== Segment start ==

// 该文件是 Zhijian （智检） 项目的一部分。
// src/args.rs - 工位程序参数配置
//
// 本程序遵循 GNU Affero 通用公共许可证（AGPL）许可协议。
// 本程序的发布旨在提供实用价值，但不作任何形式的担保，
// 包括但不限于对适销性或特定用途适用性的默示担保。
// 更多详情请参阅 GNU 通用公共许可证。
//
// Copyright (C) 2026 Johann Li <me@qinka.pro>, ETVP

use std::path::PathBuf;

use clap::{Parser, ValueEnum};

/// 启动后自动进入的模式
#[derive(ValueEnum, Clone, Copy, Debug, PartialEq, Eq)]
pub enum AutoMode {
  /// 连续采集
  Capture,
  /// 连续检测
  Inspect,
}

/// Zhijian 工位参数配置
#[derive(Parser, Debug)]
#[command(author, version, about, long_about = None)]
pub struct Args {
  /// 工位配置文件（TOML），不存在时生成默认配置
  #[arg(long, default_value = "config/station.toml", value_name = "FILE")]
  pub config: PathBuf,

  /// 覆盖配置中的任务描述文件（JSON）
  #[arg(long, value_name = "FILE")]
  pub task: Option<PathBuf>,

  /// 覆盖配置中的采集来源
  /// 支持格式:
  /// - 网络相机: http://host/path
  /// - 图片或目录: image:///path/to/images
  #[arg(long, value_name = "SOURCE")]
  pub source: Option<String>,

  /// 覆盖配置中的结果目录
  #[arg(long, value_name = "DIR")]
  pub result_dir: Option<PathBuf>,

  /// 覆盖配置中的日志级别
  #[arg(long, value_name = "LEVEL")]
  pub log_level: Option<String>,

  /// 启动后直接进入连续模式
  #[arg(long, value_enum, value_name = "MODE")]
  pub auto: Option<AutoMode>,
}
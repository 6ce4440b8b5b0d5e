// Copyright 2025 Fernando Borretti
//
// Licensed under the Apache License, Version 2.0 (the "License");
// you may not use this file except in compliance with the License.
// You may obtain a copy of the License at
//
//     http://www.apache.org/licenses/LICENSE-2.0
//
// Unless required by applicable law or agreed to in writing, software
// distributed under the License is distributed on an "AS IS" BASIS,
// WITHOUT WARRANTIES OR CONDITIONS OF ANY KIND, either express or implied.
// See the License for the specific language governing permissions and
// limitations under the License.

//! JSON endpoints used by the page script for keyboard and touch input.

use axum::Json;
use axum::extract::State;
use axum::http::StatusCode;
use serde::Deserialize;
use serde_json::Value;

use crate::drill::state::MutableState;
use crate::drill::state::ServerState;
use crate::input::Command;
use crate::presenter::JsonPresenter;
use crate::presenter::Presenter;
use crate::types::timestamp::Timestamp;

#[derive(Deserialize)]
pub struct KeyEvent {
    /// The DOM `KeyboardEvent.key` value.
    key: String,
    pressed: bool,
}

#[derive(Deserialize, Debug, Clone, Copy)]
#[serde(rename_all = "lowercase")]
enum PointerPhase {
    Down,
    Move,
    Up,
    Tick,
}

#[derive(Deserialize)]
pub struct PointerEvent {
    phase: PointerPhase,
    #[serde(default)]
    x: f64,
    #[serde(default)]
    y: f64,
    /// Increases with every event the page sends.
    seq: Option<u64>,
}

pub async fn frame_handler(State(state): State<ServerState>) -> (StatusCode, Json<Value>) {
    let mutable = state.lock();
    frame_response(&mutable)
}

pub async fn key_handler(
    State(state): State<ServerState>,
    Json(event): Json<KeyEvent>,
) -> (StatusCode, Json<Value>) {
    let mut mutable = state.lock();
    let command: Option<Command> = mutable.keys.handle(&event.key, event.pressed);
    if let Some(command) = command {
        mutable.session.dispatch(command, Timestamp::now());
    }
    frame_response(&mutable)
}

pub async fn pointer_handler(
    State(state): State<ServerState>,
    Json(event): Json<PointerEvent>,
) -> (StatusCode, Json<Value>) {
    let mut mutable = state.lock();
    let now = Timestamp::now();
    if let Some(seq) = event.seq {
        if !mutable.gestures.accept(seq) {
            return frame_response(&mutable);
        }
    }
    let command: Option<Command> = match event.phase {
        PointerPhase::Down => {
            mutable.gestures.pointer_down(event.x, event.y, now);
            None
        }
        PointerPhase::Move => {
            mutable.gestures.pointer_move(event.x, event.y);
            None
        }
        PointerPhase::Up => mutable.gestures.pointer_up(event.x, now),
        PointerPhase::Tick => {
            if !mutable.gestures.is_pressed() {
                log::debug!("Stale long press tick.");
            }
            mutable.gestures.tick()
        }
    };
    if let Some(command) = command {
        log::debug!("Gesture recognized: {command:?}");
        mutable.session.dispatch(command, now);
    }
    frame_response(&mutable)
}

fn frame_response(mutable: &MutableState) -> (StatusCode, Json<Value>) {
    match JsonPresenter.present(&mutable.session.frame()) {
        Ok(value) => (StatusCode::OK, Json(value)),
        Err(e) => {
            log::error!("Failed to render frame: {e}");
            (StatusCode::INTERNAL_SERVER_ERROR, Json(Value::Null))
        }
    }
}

== Segment end ==

Without any alteration, repeat each entry shown above.

// 该文件是 Zhijian （智检） 项目的一部分。
// src/args.rs - 工位程序参数配置
//
// 本程序遵循 GNU Affero 通用公共许可证（AGPL）许可协议。
// 本程序的发布旨在提供实用价值，但不作任何形式的担保，
// 包括但不限于对适销性或特定用途适用性的默示担保。
// 更多详情请参阅 GNU 通用公共许可证。
//
// Copyright (C) 2026 Johann Li <me@qinka.pro>, ETVP

use std::path::PathBuf;

use clap::{Parser, ValueEnum};

/// 启动后自动进入的模式
#[derive(ValueEnum, Clone, Copy, Debug, PartialEq, Eq)]
pub enum AutoMode {
  /// 连续采集
  Capture,
  /// 连续检测
  Inspect,
}

/// Zhijian 工位参数配置
#[derive(Parser, Debug)]
#[command(author, version, about, long_about = None)]
pub struct Args {
  /// 工位配置文件（TOML），不存在时生成默认配置
  #[arg(long, default_value = "config/station.toml", value_name = "FILE")]
  pub config: PathBuf,

  /// 覆盖配置中的任务描述文件（JSON）
  #[arg(long, value_name = "FILE")]
  pub task: Option<PathBuf>,

  /// 覆盖配置中的采集来源
  /// 支持格式:
  /// - 网络相机: http://host/path
  /// - 图片或目录: image:///path/to/images
  #[arg(long, value_name = "SOURCE")]
  pub source: Option<String>,

  /// 覆盖配置中的结果目录
  #[arg(long, value_name = "DIR")]
  pub result_dir: Option<PathBuf>,

  /// 覆盖配置中的日志级别
  #[arg(long, value_name = "LEVEL")]
  pub log_level: Option<String>,

  /// 启动后直接进入连续模式
  #[arg(long, value_enum, value_name = "MODE")]
  pub auto: Option<AutoMode>,
}
repository 6ce4440b8b5b0d5e
// Copyright 2025 Fernando Borretti
//
// Licensed under the Apache License, Version 2.0 (the "License");
// you may not use this file except in compliance with the License.
// You may obtain a copy of the License at
//
//     http://www.apache.org/licenses/LICENSE-2.0
//
// Unless required by applicable law or agreed to in writing, software
// distributed under the License is distributed on an "AS IS" BASIS,
// WITHOUT WARRANTIES OR CONDITIONS OF ANY KIND, either express or implied.
// See the License for the specific language governing permissions and
// limitations under the License.

//! JSON endpoints used by the page script for keyboard and touch input.

use axum::Json;
use axum::extract::State;
use axum::http::StatusCode;
use serde::Deserialize;
use serde_json::Value;

use crate::drill::state::MutableState;
use crate::drill::state::ServerState;
use crate::input::Command;
use crate::presenter::JsonPresenter;
use crate::presenter::Presenter;
use crate::types::timestamp::Timestamp;

#[derive(Deserialize)]
pub struct KeyEvent {
    /// The DOM `KeyboardEvent.key` value.
    key: String,
    pressed: bool,
}

#[derive(Deserialize, Debug, Clone, Copy)]
#[serde(rename_all = "lowercase")]
enum PointerPhase {
    Down,
    Move,
    Up,
    Tick,
}

#[derive(Deserialize)]
pub struct PointerEvent {
    phase: PointerPhase,
    #[serde(default)]
    x: f64,
    #[serde(default)]
    y: f64,
    /// Increases with every event the page sends.
    seq: Option<u64>,
}

pub async fn frame_handler(State(state): State<ServerState>) -> (StatusCode, Json<Value>) {
    let mutable = state.lock();
    frame_response(&mutable)
}

pub async fn key_handler(
    State(state): State<ServerState>,
    Json(event): Json<KeyEvent>,
) -> (StatusCode, Json<Value>) {
    let mut mutable = state.lock();
    let command: Option<Command> = mutable.keys.handle(&event.key, event.pressed);
    if let Some(command) = command {
        mutable.session.dispatch(command, Timestamp::now());
    }
    frame_response(&mutable)
}

pub async fn pointer_handler(
    State(state): State<ServerState>,
    Json(event): Json<PointerEvent>,
) -> (StatusCode, Json<Value>) {
    let mut mutable = state.lock();
    let now = Timestamp::now();
    if let Some(seq) = event.seq {
        if !mutable.gestures.accept(seq) {
            return frame_response(&mutable);
        }
    }
    let command: Option<Command> = match event.phase {
        PointerPhase::Down => {
            mutable.gestures.pointer_down(event.x, event.y, now);
            None
        }
        PointerPhase::Move => {
            mutable.gestures.pointer_move(event.x, event.y);
            None
        }
        PointerPhase::Up => mutable.gestures.pointer_up(event.x, now),
        PointerPhase::Tick => {
            if !mutable.gestures.is_pressed() {
                log::debug!("Stale long press tick.");
            }
            mutable.gestures.tick()
        }
    };
    if let Some(command) = command {
        log::debug!("Gesture recognized: {command:?}");
        mutable.session.dispatch(command, now);
    }
    frame_response(&mutable)
}

fn frame_response(mutable: &MutableState) -> (StatusCode, Json<Value>) {
    match JsonPresenter.present(&mutable.session.frame()) {
        Ok(value) => (StatusCode::OK, Json(value)),
        Err(e) => {
            log::error!("Failed to render frame: {e}");
            (StatusCode::INTERNAL_SERVER_ERROR, Json(Value::Null))
        }
    }
}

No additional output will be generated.